Ingoiati dalle città, fagocitati dal vivere frenetico che non fa mai fermare un attimo, la vita dell’uomo del nostro secolo è tutta una perdita.
Proteso verso chimere, dedicato all’accumulare, al badare al materiale, dimentica di cibare la propria anima.
E’ diventato una creatura rude, priva di delicatezza, priva di poesia. Solo una pietra grezza, che dove si posa graffia, affondando le sue asperità.
Dimentico che il suo essere non ha una sola bocca, che il cibo di cui ha bisogno non è solo quello che trova in tavola, si è rattrappito su se stesso, una parvenza emaciata e scheletrica di ciò che dovrebbe essere.
Eppure di fonti per alimentarsi ne potrebbe trovare senza sforzo, più vicino di quel che pensa: la natura è ricca di frutti, è tutta un fiorire anche nelle stagioni in cui s’approssima al letargo.
Come quando in una mattina d’autunno, dopo una notte di pioggia, ci si alza e si ritrovano campi e pendii ricoperti di tante coltri bianche, simili a una brinata. Un brillio di gocce di pioggia che sulle tele sembrano piccoli cristalli: tutti perfetti, tutti bellissimi.
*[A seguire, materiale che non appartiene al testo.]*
//! Task models (teacher and admin to-do items).

use chrono::{DateTime, NaiveDate, Utc};
use serde::{Deserialize, Serialize};
use validator::Validate;

use crate::ids::{TaskId, UserId};

#[derive(Debug, Clone, Copy, PartialEq, Eq, Hash, Serialize, Deserialize)]
#[serde(rename_all = "snake_case")]
pub enum TaskStatus {
    Todo,
    InProgress,
    Completed,
    Cancelled,
}

#[derive(Debug, Clone, Copy, PartialEq, Eq, PartialOrd, Ord, Hash, Serialize, Deserialize)]
#[serde(rename_all = "snake_case")]
pub enum TaskPriority {
    Low,
    Medium,
    High,
    Urgent,
}

#[derive(Debug, Clone, PartialEq, Serialize, Deserialize)]
pub struct Task {
    pub id: TaskId,
    pub title: String,
    #[serde(default)]
    pub description: String,
    pub status: TaskStatus,
    pub priority: TaskPriority,
    #[serde(default)]
    pub due_date: Option<NaiveDate>,
    #[serde(default)]
    pub assigned_to: Option<UserId>,
    pub created_at: DateTime<Utc>,
    #[serde(default)]
    pub completed_at: Option<DateTime<Utc>>,
}

impl Task {
    pub fn is_overdue_on(&self, today: NaiveDate) -> bool {
        matches!(self.status, TaskStatus::Todo | TaskStatus::InProgress)
            && self.due_date.is_some_and(|due| due < today)
    }
}

#[derive(Debug, Clone, Default, PartialEq, Eq, Hash, Serialize)]
pub struct TaskFilterParams {
    #[serde(skip_serializing_if = "Option::is_none")]
    pub status: Option<TaskStatus>,
    #[serde(skip_serializing_if = "Option::is_none")]
    pub priority: Option<TaskPriority>,
    #[serde(skip_serializing_if = "Option::is_none")]
    pub due_before: Option<NaiveDate>,
}

#[derive(Debug, Clone, Serialize, Deserialize, Validate)]
pub struct CreateTaskDto {
    #[validate(length(min = 1, max = 200))]
    pub title: String,
    #[validate(length(max = 2000))]
    #[serde(default)]
    pub description: String,
    pub priority: TaskPriority,
    #[serde(skip_serializing_if = "Option::is_none")]
    pub due_date: Option<NaiveDate>,
    #[serde(skip_serializing_if = "Option::is_none")]
    pub assigned_to: Option<UserId>,
}

/// Partial update; only provided fields are sent.
#[derive(Debug, Clone, Default, Serialize, Deserialize, Validate)]
pub struct UpdateTaskDto {
    #[validate(length(min = 1, max = 200))]
    #[serde(skip_serializing_if = "Option::is_none")]
    pub title: Option<String>,
    #[validate(length(max = 2000))]
    #[serde(skip_serializing_if = "Option::is_none")]
    pub description: Option<String>,
    #[serde(skip_serializing_if = "Option::is_none")]
    pub status: Option<TaskStatus>,
    #[serde(skip_serializing_if = "Option::is_none")]
    pub priority: Option<TaskPriority>,
    #[serde(skip_serializing_if = "Option::is_none")]
    pub due_date: Option<NaiveDate>,
}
In mezzo a una vita che è caos, è bello perdersi in questo delicato scintillio.
Sei proprio bravo a fotografare la natura, queste “tele di perle” sono incantevoli.
Grazie 🙂 Avevo montato sulla macchina fotografica il teleobiettivo, quindi ho potuto fare foto solo con un angolo ristretto. Se avessi avuto con me il 18-55 sarei riuscito a fare una panoramica più ampia, rendendo meglio il paesaggio: davvero uno spettacolo.